(1) Rechtsgrundlage der Entrichtung
Rz. 91
Unerheblichkeit der konkreten Rechtsgrundlage der Entrichtung des Steuerabzugsbetrages. Gemäß Satz 2 ist es für den Erstattungsanspruch ohne Bedeutung, auf welcher Rechtsgrundlage die Steuer gezahlt wurde. Sie kann vom Schuldner der Kapitalerträge oder Vergütungen einbehalten und abgeführt oder auf der Grundlage eines Haftungs- oder Nachforderungsbescheids entrichtet worden sein. Der Erstattungsanspruch steht dem Gläubiger ungeachtet dessen zu, ob der Schuldner die Steuer zu seinen Lasten gezahlt hat. Hat der Schuldner dem Gläubiger den Bruttobetrag ohne Steuerabzüge ausgezahlt und später selbst die Steuer aufgrund eines Haftungs- oder Nachforderungsbescheids entrichtet, steht dem Gläubiger dennoch der Erstattungsanspruch zu.
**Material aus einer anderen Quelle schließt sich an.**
//! A tiny interpreter for the x86-64 subset the emitter produces, so tests can
//! check what a compiled program computes without assembling it.

#![allow(dead_code)]

use std::collections::HashMap;

use rclearc::codegen::declare_variables;
use rclearc::parser::parse;
use rclearc::symbols::SymbolTable;
use rclearc::{CompileOptions, compile_with};

#[derive(Debug, PartialEq, Eq)]
pub enum Fault {
  DivideError,
  StackUnderflow,
  Unsupported(String),
  NoExit,
}

/// Final machine state after the exit syscall.
#[derive(Debug)]
pub struct Outcome {
  pub exit_code: i64,
  cells: HashMap<String, i64>,
  labels: HashMap<String, String>,
}

impl Outcome {
  /// Final value of a source variable.
  pub fn var(&self, name: &str) -> i64 {
    let label = self
      .labels
      .get(name)
      .unwrap_or_else(|| panic!("no storage for `{name}`"));
    self.cells[label]
  }
}

pub fn assemble_and_run(source: &str, options: CompileOptions) -> Result<Outcome, Fault> {
  let mut out = Vec::new();
  compile_with(source, &options, &mut out).expect("in-memory compile");
  let asm = String::from_utf8(out).expect("ascii assembly");

  let program = parse(source);
  let mut symbols = SymbolTable::new();
  declare_variables(&program, &mut symbols);
  let labels = symbols
    .iter()
    .map(|symbol| (symbol.name.clone(), symbol.label.clone()))
    .collect();

  let (exit_code, cells) = execute(&asm)?;
  Ok(Outcome {
    exit_code,
    cells,
    labels,
  })
}

pub fn run(source: &str) -> Outcome {
  assemble_and_run(source, CompileOptions::default()).expect("program runs to exit")
}

#[derive(Default)]
struct Machine {
  regs: HashMap<String, i64>,
  cells: HashMap<String, i64>,
  stack: Vec<i64>,
}

enum Operand {
  Imm(i64),
  Reg(String),
  Mem(String),
}

impl Machine {
  fn read(&self, operand: &Operand) -> i64 {
    match operand {
      Operand::Imm(value) => *value,
      Operand::Reg(reg) => self.regs.get(reg).copied().unwrap_or(0),
      Operand::Mem(label) => self.cells[label],
    }
  }

  fn write(&mut self, operand: &Operand, value: i64) -> Result<(), Fault> {
    match operand {
      Operand::Imm(_) => return Err(Fault::Unsupported("store to immediate".into())),
      Operand::Reg(reg) => {
        self.regs.insert(reg.clone(), value);
      }
      Operand::Mem(label) => {
        let cell = self
          .cells
          .get_mut(label)
          .ok_or_else(|| Fault::Unsupported(format!("undeclared label {label}")))?;
        *cell = value;
      }
    }
    Ok(())
  }

  fn reg(&self, name: &str) -> i64 {
    self.regs.get(name).copied().unwrap_or(0)
  }
}

fn operand(text: &str) -> Result<Operand, Fault> {
  let text = text.trim();
  if let Some(imm) = text.strip_prefix('$') {
    return imm
      .parse()
      .map(Operand::Imm)
      .map_err(|_| Fault::Unsupported(format!("immediate {text}")));
  }
  if let Some(reg) = text.strip_prefix('%') {
    return Ok(Operand::Reg(reg.to_string()));
  }
  if let Some(label) = text.strip_suffix("(%rip)") {
    return Ok(Operand::Mem(label.to_string()));
  }
  Err(Fault::Unsupported(format!("operand {text}")))
}

fn execute(asm: &str) -> Result<(i64, HashMap<String, i64>), Fault> {
  let mut machine = Machine::default();
  let mut in_text = false;

  for line in asm.lines() {
    let line = line.trim();
    match line {
      "" | ".data" | ".global _start" | "_start:" | ".quad 0" => continue,
      ".text" => {
        in_text = true;
        continue;
      }
      _ => {}
    }

    if !in_text {
      let label = line
        .strip_suffix(':')
        .ok_or_else(|| Fault::Unsupported(line.to_string()))?;
      machine.cells.insert(label.to_string(), 0);
      continue;
    }

    let (mnemonic, rest) = line.split_once(' ').unwrap_or((line, ""));
    let ops = rest
      .split(", ")
      .filter(|s| !s.is_empty())
      .map(operand)
      .collect::<Result<Vec<_>, _>>()?;

    match (mnemonic, ops.as_slice()) {
      ("mov", [src, dst]) => {
        let value = machine.read(src);
        machine.write(dst, value)?;
      }
      ("add" | "addq", [src, dst]) => {
        let value = machine.read(dst).wrapping_add(machine.read(src));
        machine.write(dst, value)?;
      }
      ("sub" | "subq", [src, dst]) => {
        let value = machine.read(dst).wrapping_sub(machine.read(src));
        machine.write(dst, value)?;
      }
      ("imul", [src, dst]) => {
        let value = machine.read(dst).wrapping_mul(machine.read(src));
        machine.write(dst, value)?;
      }
      ("xor", [src, dst]) => {
        let value = machine.read(dst) ^ machine.read(src);
        machine.write(dst, value)?;
      }
      ("push", [src]) => {
        let value = machine.read(src);
        machine.stack.push(value);
      }
      ("pop", [dst]) => {
        let value = machine.stack.pop().ok_or(Fault::StackUnderflow)?;
        machine.write(dst, value)?;
      }
      ("cqo", []) => {
        let sign = if machine.reg("rax") < 0 { -1 } else { 0 };
        machine.regs.insert("rdx".into(), sign);
      }
      ("idiv", [divisor]) => {
        let divisor = i128::from(machine.read(divisor));
        if divisor == 0 {
          return Err(Fault::DivideError);
        }
        let dividend =
          (i128::from(machine.reg("rdx")) << 64) | i128::from(machine.reg("rax") as u64);
        let quotient = i64::try_from(dividend / divisor).map_err(|_| Fault::DivideError)?;
        let remainder = (dividend % divisor) as i64;
        machine.regs.insert("rax".into(), quotient);
        machine.regs.insert("rdx".into(), remainder);
      }
      ("syscall", []) => {
        if machine.reg("rax") == 60 {
          return Ok((machine.reg("rdi"), machine.cells));
        }
        return Err(Fault::Unsupported(format!("syscall {}", machine.reg("rax"))));
      }
      _ => return Err(Fault::Unsupported(line.to_string())),
    }
  }

  Err(Fault::NoExit)
}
(2) Kombiniertes Erfordernis der Einbehaltung und Abführung
Rz. 92
Keine Erstattung bei mangelnder Steuerabführung. Wurde die Abzugsteuer hingegen einbehalten, aber nicht abgeführt, steht dem Gläubiger der Kapitalerträge oder Vergütungen kein Erstattungsanspruch zu.
Rz. 93
Begründung für das Erfordernis des Steuerabzugs. Der Gesetzeswortlaut belässt keinen Zweifel daran, dass die Erstattung voraussetzt, dass die Abzugsteuer einbehalten und zudem auch tatsächlich an das Finanzamt abgeführt worden sein muss. Dies allein korrespondiert mit dem in § 50d Abs. 1 Satz 1 angelegten Zweck der Abzugsteuer, das inländische Besteuerungssubstrat (vorerst) zu sichern und die (nachfolgende) Erstattung von einer näheren Prüfung der Erstattungsvoraussetzungen abhängig zu machen. Dies allein steht überdies in Einklang mit Satz 6, wonach die Auszahlung des Erstattungsanspruchs an einen Erstattungsgläubiger, der seinerseits Steuern nach § 50a Abs. 5 EStG einzubehalten hat, davon abhängig gemacht werden kann, dass er der eigenen Verpflichtung zum Steuerabzug nachkommt. Und auch § 50d Abs. 1 Satz 10, der eine Ablaufhemmung für die Frist zur Geltendmachung des Erstattungsanspruchs enthält, bezieht sich auf die "Entrichtung" der Steuer. Wortlaut, Regelungszweck und Sachzusammenhang der Vorschrift sind sonach eindeutig: Ohne eine vorhergehende Abführung der Abzugsteuer kann eine Erstattung nicht erfolgen.
Rz. 94
Kritik im Schrifttum. Diese Sichtweise ist nicht unumstritten. Ihr wird entgegengehalten, dass es nicht "interessengerecht" sei, das Risiko nicht abgeführter Steuerbeträge nicht dem Vergütungsgläubiger, sondern dem Fiskus zuzuweisen. Denn der Fiskus bediene sich des Vergütungsschuldners als "Inkassostelle", als "Verwaltungshelfer". Der Vergütungsgläubiger müsse den Steuerabzug dulden und könne keinen Einfluss auf die ordnungsgemäße Abführung der einbehaltenen Steuer nehmen.
Rz. 95
Argument gegen die Kritik im Schrifttum. Allerdings verkennt diese Sichtweise den eindeutigen Regelungswortlaut des § 50d Abs. 1 Satz 2.
Rz. 96
Keine gemeinschaftsrechtlichen Bedenken. Diese Regelung begegnet auch keinen gemeinschaftsrechtlichen Bedenken.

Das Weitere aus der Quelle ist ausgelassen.